• USCIS Sued over Memo Regarding H-1B Employer-Employee Relationship Requirement
  • July 19, 2010
  • Law Firm: Greenberg Traurig P.A. - Miami Office
  • For more than forty years, U.S. staffing companies, most of which are small businesses, have been providing a workforce of temporary and long-term engineers, health care professionals and others in specialty occupations to the federal government, government contractors, manufacturers, schools, universities and non-profit organizations. Many of these trained professionals come to the U.S. on H-1B visas because there are an insufficient number of U.S. citizens in a particular profession and geographic location. However, over the past two years, United States Citizenship and Immigration Services ("USCIS") has changed existing law governing these visa applications for professionals by challenging the established notion of employer/employee relationships through Requests for Evidence (RFEs) and denials without utilizing the rulemaking process of notice and comment.

    On January 8, 2010, USCIS issued a memorandum to adjudicators which in essence put onto paper its practices of the previous two years by providing guidance on what employers must do to establish a valid "employer-employee relationship" in order to qualify their petitions for the H-1B specialty occupation classification. The memorandum emphasizes that the "right to control" is the main factor in establishing an employer-employee relationship and directs that petitioners must submit sufficiently detailed evidence with their petitions that demonstrates a right to control. The memo further provides a non-exclusive list of documentation that can be submitted as evidence of the employer-employee relationship.
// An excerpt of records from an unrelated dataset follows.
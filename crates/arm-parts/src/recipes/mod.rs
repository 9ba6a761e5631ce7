//! Part recipes
//!
//! A recipe is a fixed sequence of primitive and boolean calls that builds
//! one printed part from the design parameters. Running a recipe twice on the
//! same document adds a second, independent set of objects.

mod arm_18mm;
mod arm_middle;
mod base_v1;
mod base_v2;
mod base_v3;
mod common;
mod first_joint_one_piece;
mod first_joint_v2;
mod motor_to_arm_16mm;
mod reduction_mount;
mod third_axis_holder;

pub use arm_18mm::SecondMotorArm18mm;
pub use arm_middle::SecondMotorArmMiddle;
pub use base_v1::BaseV1;
pub use base_v2::BaseV2;
pub use base_v3::BaseV3;
pub use first_joint_one_piece::FirstJointOnePiece;
pub use first_joint_v2::FirstJointV2;
pub use motor_hole_test::MotorHoleTest;
pub use motor_to_arm_16mm::MotorToArm16mm;
pub use reduction_mount::ReductionMount;
pub use third_axis_holder::ThirdAxisMotorHolder;

use arm_cad::Document;
use uuid::Uuid;

use crate::{DesignParams, RecipeResult};

/// A parametric part
pub trait Recipe: Send + Sync {
    /// Registry name, e.g. `base-v2`
    fn name(&self) -> &'static str;

    /// One line description of the part
    fn description(&self) -> &'static str;

    /// Build the part in `doc`, returning its finished solids
    fn build(&self, doc: &mut Document, params: &DesignParams) -> RecipeResult<Vec<Uuid>>;
}

/// Every registered recipe, in catalog order
pub fn all_recipes() -> Vec<Box<dyn Recipe>> {
    vec![
        Box::new(BaseV1),
        Box::new(BaseV2),
        Box::new(BaseV3),
        Box::new(FirstJointV2),
        Box::new(FirstJointOnePiece),
        Box::new(SecondMotorArmMiddle),
        Box::new(SecondMotorArm18mm),
        Box::new(MotorToArm16mm),
        Box::new(ReductionMount),
        Box::new(MotorHoleTest),
        Box::new(ThirdAxisMotorHolder),
    ]
}

/// Look up a recipe by name
pub fn find_recipe(name: &str) -> Option<Box<dyn Recipe>> {
    all_recipes().into_iter().find(|r| r.name() == name)
}

/// Run `recipe` with validated parameters, logging start and finish
pub fn run_recipe(
    recipe: &dyn Recipe,
    doc: &mut Document,
    params: &DesignParams,
) -> RecipeResult<Vec<Uuid>> {
    params.validate()?;
    tracing::info!("Building '{}'", recipe.name());
    let parts = recipe.build(doc, params)?;
    tracing::info!(
        "Built '{}': {} part(s), {} object(s) in document",
        recipe.name(),
        parts.len(),
        doc.len()
    );
    Ok(parts)
}

#[cfg(test)]
mod tests {
    use super::*;
    use std::collections::HashSet;

    #[test]
    fn test_registry_names_are_unique() {
        let recipes = all_recipes();
        let names: HashSet<_> = recipes.iter().map(|r| r.name()).collect();
        assert_eq!(names.len(), recipes.len());
        assert_eq!(recipes.len(), 11);
    }

    #[test]
    fn test_find_recipe() {
        assert!(find_recipe("base-v2").is_some());
        assert!(find_recipe("nope").is_none());
    }

    #[test]
    fn test_every_recipe_builds() {
        let params = DesignParams::default();
        for recipe in all_recipes() {
            let mut doc = Document::new(recipe.name());
            let parts = run_recipe(recipe.as_ref(), &mut doc, &params)
                .unwrap_or_else(|e| panic!("{} failed: {e}", recipe.name()));
            assert!(!parts.is_empty(), "{} returned no parts", recipe.name());
            for part in parts {
                let bounds = doc.bounds(part).unwrap();
                assert!(!bounds.is_empty(), "{} has an empty part", recipe.name());
                assert!(!doc.object(part).unwrap().is_touched());
            }
        }
    }

    #[test]
    fn test_recipes_are_not_idempotent() {
        let recipe = BaseV1;
        let params = DesignParams::default();
        let mut doc = Document::new("twice");
        let first = recipe.build(&mut doc, &params).unwrap();
        let count = doc.len();
        let second = recipe.build(&mut doc, &params).unwrap();
        assert_eq!(doc.len(), count * 2);
        assert_ne!(first, second);
    }

    #[test]
    fn test_invalid_params_rejected() {
        let params = DesignParams {
            tolerance: f64::NAN,
            ..DesignParams::default()
        };
        let mut doc = Document::new("bad");
        assert!(run_recipe(&BaseV1, &mut doc, &params).is_err());
        assert!(doc.is_empty());
    }
}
    In the months following the memo, U.S. employers in the staffing and IT sectors have experienced denials of H-1B petitions where the new guidelines are being applied. U.S. staffing agencies providing workers across a number of industries are facing an uphill battle as they are now forced to take additional steps to validate the employment relationships and the legitimate use of the H-1B program. The struggle has now escalated to the next level with a law suit being filed against USCIS. The case, BroadGate v. USCIS, was filed on June 8, 2010, against USCIS, USCIS Director Alexander Mayorkas, the Department of Homeland Security (DHS), and DHS Secretary Janet Napolitano. The Plaintiffs are seeking to overturn the rule established through the internal memorandum based on a failure to follow proper rule-making procedures. Plaintiffs assert that at its core the memorandum precludes staffing companies from obtaining H-1B status for its employees based upon the assertion and assumption that the placement of an employee at a third-party worksite on its face amounts to a lack of an employer-employee relationship.

    As Counsel for the Plaintiffs, Greenberg Traurig attorneys Robert P. Charrow, Laura Klaus, Craig Etter and Laura Reiff filed a Complaint and Application for Preliminary Injunction with the United States District Court for the District of Columbia on behalf of several Plaintiffs, including the Information Technology (IT) services companies BroadGate Inc., Logic Planet Inc., and DVR Softek Inc., and the American Staffing Association and TechServe Alliance, both trade associations serving the U.S. staffing industry at large, and the IT services industry, respectively. In its Complaint, Plaintiffs allege the illegality of the USCIS rule for reasons that include violations of the requisite rule-making process under the Administrative Procedure Act (APA), failure to complete an analysis of the impact of the rule on small entities as required by the Regulatory Flexibility Act and the arbitrary and capricious nature of a rule that targets a specific business model while supplanting long-held existing law without notice, public hearing or good cause.